Ultima Genomics filtering scripts

Project description

ugbio_filtering

This module includes filtering python scripts for bioinformatics pipelines. It provides tools for variant filtering, model training, and quality control of variant calls.

Installation

To install the filtering module with all dependencies:

pip install ugbio_filtering

The tool with all required dependencies can be also used in docker image: ultimagenomics/ugbio_filtering

CLI Scripts

The filtering module provides several command-line tools for different stages of the variant filtering pipeline:

Variant Filtering

`filter_variants_pipeline`

Applies machine learning-based filtering to VCF files after GATK variant calling.

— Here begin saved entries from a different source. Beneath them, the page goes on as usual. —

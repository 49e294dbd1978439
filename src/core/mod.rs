/*!
 * Core Module
 * Shared primitives for the simulation engines
 */

pub mod types;

pub use types::{Address, BlockId, Size};
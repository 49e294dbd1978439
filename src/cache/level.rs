/*!
 * Cache Level Simulator
 *
 * One level of a set-associative cache. Addresses map to a set and tag via
 * `block = addr / block_size; set = block % sets; tag = block / sets`, with
 * `sets = max(1, cache_size / (block_size * associativity))`. A level can
 * chain to a next level to compose hit/miss latency across a two-level
 * hierarchy.
 */

use super::types::{AccessOutcome, CacheError, CacheResult, CacheStats, ReplacementPolicy};
use crate::core::types::{Address, Size};
use log::{debug, info};
use std::collections::VecDeque;

/// One resident cache line
#[derive(Debug, Clone)]
struct Line {
    tag: usize,
    /// Access-counter value at insertion or last LRU refresh
    time: u64,
}

/// Simulated set-associative cache level with FIFO or LRU replacement
#[derive(Debug, Default)]
pub struct CacheLevel {
    cache_size: Size,
    block_size: Size,
    associativity: usize,
    policy: ReplacementPolicy,
    sets: Vec<VecDeque<Line>>,
    accesses: u64,
    hits: u64,
    total_latency: u64,
}

impl CacheLevel {
    pub fn new() -> Self {
        Self::default()
    }

    /// Configure geometry and replacement policy, resetting all counters
    pub fn init(
        &mut self,
        cache_size: Size,
        block_size: Size,
        associativity: usize,
        policy: ReplacementPolicy,
    ) -> CacheResult<()> {
        if block_size == 0 || associativity == 0 {
            return Err(CacheError::InvalidGeometry {
                block_size,
                associativity,
            });
        }
        self.cache_size = cache_size;
        self.block_size = block_size;
        self.associativity = associativity;
        self.policy = policy;

        let num_sets = ((cache_size / block_size) / associativity).max(1);
        self.sets = vec![VecDeque::new(); num_sets];
        self.accesses = 0;
        self.hits = 0;
        self.total_latency = 0;
        info!(
            "cache level initialized: size={} block={} assoc={} policy={} ({} sets)",
            cache_size, block_size, associativity, policy, num_sets
        );
        Ok(())
    }

    pub fn is_initialized(&self) -> bool {
        self.cache_size > 0
    }

    /// Access a single level; returns whether the address hit
    ///
    /// An uninitialized cache reports a miss without touching any counters.
    pub fn access(&mut self, addr: Address) -> bool {
        if !self.is_initialized() {
            return false;
        }
        self.accesses += 1;
        let time = self.accesses;

        let block = addr / self.block_size;
        let num_sets = self.sets.len();
        let set_idx = block % num_sets;
        let tag = block / num_sets;

        let pos = self.sets[set_idx].iter().position(|l| l.tag == tag);
        if let Some(pos) = pos {
            self.hits += 1;
            if self.policy == ReplacementPolicy::Lru {
                // Refresh: move the line to the most-recently-used end
                let lines = &mut self.sets[set_idx];
                if let Some(mut line) = lines.remove(pos) {
                    line.time = time;
                    lines.push_back(line);
                }
            }
            return true;
        }

        let associativity = self.associativity;
        let policy = self.policy;
        let lines = &mut self.sets[set_idx];
        if lines.len() >= associativity {
            match policy {
                ReplacementPolicy::Fifo => {
                    lines.pop_front();
                }
                ReplacementPolicy::Lru => {
                    // Smallest time wins; ties broken by insertion order
                    if let Some(victim) = (0..lines.len()).min_by_key(|&i| lines[i].time) {
                        debug!("evicting tag {} from set {}", lines[victim].tag, set_idx);
                        lines.remove(victim);
                    }
                }
            }
        }
        lines.push_back(Line { tag, time });
        false
    }

    /// Access through a two-level hierarchy
    ///
    /// A hit here costs 1 cycle. On a miss, a hit in `next` costs this level
    /// 5 cycles and a miss all the way to memory costs 100; each level that
    /// processes the access accumulates its own cost into its latency total.
    pub fn access_with_level(
        &mut self,
        addr: Address,
        next: Option<&mut CacheLevel>,
    ) -> AccessOutcome {
        if !self.is_initialized() {
            return AccessOutcome::Memory;
        }

        if self.access(addr) {
            self.total_latency += AccessOutcome::L1Hit.latency();
            return AccessOutcome::L1Hit;
        }

        if let Some(next) = next {
            if next.is_initialized() {
                return match next.access_with_level(addr, None) {
                    AccessOutcome::L1Hit => {
                        // The next level hit locally: a second-level hit from here
                        self.total_latency += AccessOutcome::L2Hit.latency();
                        AccessOutcome::L2Hit
                    }
                    _ => {
                        self.total_latency += AccessOutcome::Memory.latency();
                        AccessOutcome::Memory
                    }
                };
            }
        }

        self.total_latency += AccessOutcome::Memory.latency();
        AccessOutcome::Memory
    }

    pub fn stats(&self) -> CacheStats {
        let hit_ratio = if self.accesses > 0 {
            self.hits as f64 / self.accesses as f64
        } else {
            0.0
        };
        let avg_latency = if self.accesses > 0 {
            self.total_latency as f64 / self.accesses as f64
        } else {
            0.0
        };
        CacheStats {
            accesses: self.accesses,
            hits: self.hits,
            hit_ratio,
            total_latency: self.total_latency,
            avg_latency,
        }
    }
}
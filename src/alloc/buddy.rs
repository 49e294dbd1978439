/*!
 * Buddy Allocator
 *
 * Manages a power-of-two extent as a binary hierarchy of blocks with one
 * free list per order. Allocation splits a larger free block down to the
 * requested order, handing out the lower half and pushing each upper half
 * onto the free list for its order; freeing merges a block with its buddy
 * (address XOR block size) as long as the buddy is free.
 */

use super::types::{AllocError, AllocResult, BuddyAllocation, BuddyDump, BuddyStats};
use crate::core::types::{Address, BlockId, Size};
use ahash::AHashMap;
use log::{debug, info};

/// Simulated power-of-two buddy allocator with per-order free lists
#[derive(Debug, Default)]
pub struct BuddyAllocator {
    total: Size,
    /// Free block addresses, indexed by order; every entry is aligned to
    /// its order's size
    free_lists: Vec<Vec<Address>>,
    allocated: AHashMap<BlockId, (Address, Size)>,
    next_id: BlockId,
}

impl BuddyAllocator {
    pub fn new() -> Self {
        Self::default()
    }

    /// Reset to a single free block covering the extent, rounded up to the
    /// next power of two
    pub fn init(&mut self, total: Size) {
        let mut rounded: Size = 1;
        let mut max_order: usize = 0;
        while rounded < total {
            rounded <<= 1;
            max_order += 1;
        }
        self.total = rounded;
        self.free_lists.clear();
        self.free_lists.resize(max_order + 1, Vec::new());
        self.free_lists[max_order].push(0);
        self.allocated.clear();
        self.next_id = 1;
        info!(
            "buddy allocator initialized: {} bytes rounded to {} (max order {})",
            total, rounded, max_order
        );
    }

    pub fn is_initialized(&self) -> bool {
        !self.free_lists.is_empty()
    }

    /// Allocate the smallest power-of-two block holding `requested` bytes
    pub fn allocate(&mut self, requested: Size) -> AllocResult<BlockId> {
        if !self.is_initialized() {
            return Err(AllocError::Uninitialized);
        }
        if requested == 0 {
            return Err(AllocError::ZeroSize);
        }

        let order = Self::order_for_size(requested);
        if order >= self.free_lists.len() {
            return Err(AllocError::OutOfMemory { requested });
        }
        if self.free_lists[order].is_empty() {
            self.refill_order(order);
        }
        let Some(addr) = self.free_lists[order].pop() else {
            return Err(AllocError::OutOfMemory { requested });
        };

        let size = 1usize << order;
        let id = self.next_id;
        self.next_id += 1;
        self.allocated.insert(id, (addr, size));

        debug!(
            "buddy allocated id={} addr=0x{:x} size={} (order {})",
            id, addr, size, order
        );
        Ok(id)
    }

    /// Free the allocation carrying `id`, merging with free buddies as far
    /// up the hierarchy as possible
    pub fn free_by_id(&mut self, id: BlockId) -> AllocResult<()> {
        let Some(&(start, size)) = self.allocated.get(&id) else {
            return Err(AllocError::UnknownId(id));
        };

        let mut addr = start;
        let mut order = Self::order_for_size(size);
        while order + 1 < self.free_lists.len() {
            let buddy = addr ^ (1usize << order);
            let list = &mut self.free_lists[order];
            // Exact address match: the list may hold several blocks of this order
            let Some(pos) = list.iter().position(|&a| a == buddy) else {
                break;
            };
            list.remove(pos);
            addr = addr.min(buddy);
            order += 1;
        }
        self.free_lists[order].push(addr);
        self.allocated.remove(&id);

        debug!(
            "buddy freed id={} addr=0x{:x}, merged up to order {}",
            id, addr, order
        );
        Ok(())
    }

    /// Snapshot of the free lists and live allocations
    pub fn dump(&self) -> BuddyDump {
        let mut allocated: Vec<BuddyAllocation> = self
            .allocated
            .iter()
            .map(|(&id, &(addr, size))| BuddyAllocation { id, addr, size })
            .collect();
        allocated.sort_by_key(|a| a.id);
        BuddyDump {
            free_lists: self.free_lists.clone(),
            allocated,
        }
    }

    pub fn stats(&self) -> BuddyStats {
        let used = self.allocated.values().map(|&(_, size)| size).sum();
        BuddyStats {
            total: self.total,
            used,
            live_allocations: self.allocated.len(),
        }
    }

    /// Smallest order whose block size holds `size` bytes
    fn order_for_size(size: Size) -> usize {
        let mut block: Size = 1;
        let mut order = 0;
        while block < size {
            block <<= 1;
            order += 1;
        }
        order
    }

    /// Split a free block from the smallest non-empty higher order down to
    /// `order`, pushing each upper half onto its order's free list and the
    /// surviving lower half onto the target list
    fn refill_order(&mut self, order: usize) {
        for o in order + 1..self.free_lists.len() {
            let Some(addr) = self.free_lists[o].pop() else {
                continue;
            };
            for k in (order..o).rev() {
                self.free_lists[k].push(addr + (1usize << k));
            }
            self.free_lists[order].push(addr);
            return;
        }
    }
}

Purpose: Filter variants using trained models, blacklists, and custom annotation bed files to improve callset quality.

Usage:

filter_variants_pipeline \
  --input_file input.vcf.gz \
  --output_file filtered.vcf.gz \
  --model_file model.pkl \
  [--custom_annotations ANNOTATION1 ANNOTATION2] \
  [--decision_threshold 30] \
  [--treat_multiallelics --ref_fasta reference.fa] \
  [--recalibrate_genotype] \
  [--overwrite_qual_tag] \
  [--limit_to_contigs chr1 chr2]

Key Parameters:

--input_file: Input VCF file (requires .tbi index)
--output_file: Output VCF file with filtering annotations
--model_file: Pickle file containing trained XGBoost model and transformer
--decision_threshold: Score threshold for filtering variants (default: 30)
--treat_multiallelics: Apply special handling for multiallelic sites
--recalibrate_genotype: Allow model to re-call genotypes

`filter_low_af_ratio_to_background`

Filters somatic variants based on allele frequency ratio to background.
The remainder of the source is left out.